Sayangnya, ketika perintahnya tersebut menimbulkan masalah, Lino tidak bersedia bertanggung jawab malah bawahannya tersebut menjadi kambing hitam. Hal inilah yang menyebabkan kasus-kasus semacam pengadaan 10 unit mobile crane terjadi.

Karyawan Pelindo II kabarnya tidak sreg dengan perintah Lino melakukan pengadaan tersebut. Karena itulah pada 2013 lalu, Lino memecat puluhan karyawan Pelindo II.

Laku lancung Lino juga tak sebatas itu. Kata sumber tersebut, Lino memang kerap menabrak aturan dalam membuat kebijakan bisnis.
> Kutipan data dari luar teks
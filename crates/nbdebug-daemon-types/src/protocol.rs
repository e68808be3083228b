use serde::{Deserialize, Serialize};

use crate::{BundleRequest, BundleResult, LogLevel, StatusSummary};

/// Operation requested from the daemon.
#[derive(Debug, Clone, PartialEq, Eq, Deserialize, Serialize)]
#[serde(tag = "op", rename_all = "snake_case")]
pub enum DaemonRequest {
    /// Fetch the current status summary.
    GetStatus,
    /// Fetch the active log level.
    GetLogLevel,
    /// Change the active log level until the daemon restarts.
    SetLogLevel {
        /// Level to apply.
        level: LogLevel,
    },
    /// Bring the network connection up.
    Up,
    /// Tear the network connection down.
    Down,
    /// Toggle in-memory persistence of the last network map.
    SetNetworkMapPersistence {
        /// Whether the map should persist.
        enabled: bool,
    },
    /// Produce a debug bundle.
    DebugBundle(BundleRequest),
}

impl DaemonRequest {
    /// Wire name of the operation, used in diagnostics.
    #[must_use]
    pub const fn name(&self) -> &'static str {
        match self {
            Self::GetStatus => "get_status",
            Self::GetLogLevel => "get_log_level",
            Self::SetLogLevel { .. } => "set_log_level",
            Self::Up => "up",
            Self::Down => "down",
            Self::SetNetworkMapPersistence { .. } => "set_network_map_persistence",
            Self::DebugBundle(_) => "debug_bundle",
        }
    }
}

/// Reply to a [`DaemonRequest`].
#[derive(Debug, Clone, PartialEq, Eq, Deserialize, Serialize)]
#[serde(tag = "kind", rename_all = "snake_case")]
pub enum DaemonResponse {
    /// The operation succeeded and carries no payload.
    Ack,
    /// Reply to `get_status`.
    Status {
        /// The status summary.
        summary: StatusSummary,
    },
    /// Reply to `get_log_level`.
    LogLevel {
        /// The active level.
        level: LogLevel,
    },
    /// Reply to `debug_bundle`.
    Bundle {
        /// The generated bundle.
        result: BundleResult,
    },
    /// The daemon rejected the operation.
    Error {
        /// Human-readable failure reported by the daemon.
        message: String,
    },
}

impl DaemonResponse {
    /// Wire name of the response kind, used in diagnostics.
    #[must_use]
    pub const fn kind(&self) -> &'static str {
        match self {
            Self::Ack => "ack",
            Self::Status { .. } => "status",
            Self::LogLevel { .. } => "log_level",
            Self::Bundle { .. } => "bundle",
            Self::Error { .. } => "error",
        }
    }
}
Misalnya penunjukan konsultan pelabuhan tanpa melalui mekanisme tender. Menurut sumber tersebut ada enam konsultan pelabuhan yang langsung ditunjuk oleh Direktur Utama PT Pelindo II (Persero).

Akibatnya duit perusahaan yang notabene adalah duit negara amblas hingga sebesar Rp10 miliar. Padahal jasa-jasa konsultan tersebut sangat sedikit yang diterapkan di pelabuhan karena basic konsultan tersebut mengacu kepada pelabuhan negara maju.

LINO DICELA LINO DIBELA - Terlepas dari kontroversi terkait kebijakan-kebijakannya, Lino ternyata punya posisi cukup kuat di Pelindo II. Buktinya, terkait kasus pengadaan mobile crane ini, mulai dari JK hingga Menteri BUMN Rini Soemarno bahkan Menkopolhukam Luhut Pandjaitan seperti membela Lino.

Rini mengaku kaget dengan aksi penggeledahan yang dilakukan aparat Bareskrim Polri tersebut. Rini pun mengaku langsung menghubungi Kepala Kepolisian RI Jenderal Badrodin Haiti.

"Saya kontak Pak Badarodin (Haiti), penggeledahan apa dan tentang apa. Saya ngobrol (dengan Badrodin Haiti) kemarin, kalau kemarin, saya melihat di TV cukup mengagetkan, orang banyak, pakai senjata," kata Rini di Kementerian BUMN, Jakarta, Kamis (3/9).

Dia bilang, seharusnya penggeledahan yang dilakukan tidak perlu sampai melibatkan banyak personel bersenjata. Penggeledahan yang dinilainya cukup ´menakutkan´ itu bisa membuat para pimpinan dan karyawan BUMN merasa tertekan.

Rini meminta kerjasama Polri agar tidak membuat para CEO dan pekerja BUMN takut. "Itu yang kami lihat tekankan CEO-CEO ini, BUMN ini, pada dasarnya profesional. Marilah kita cari jalan tidak buat kekhawatiran bagi CEO dan karyawannya," tandasnya.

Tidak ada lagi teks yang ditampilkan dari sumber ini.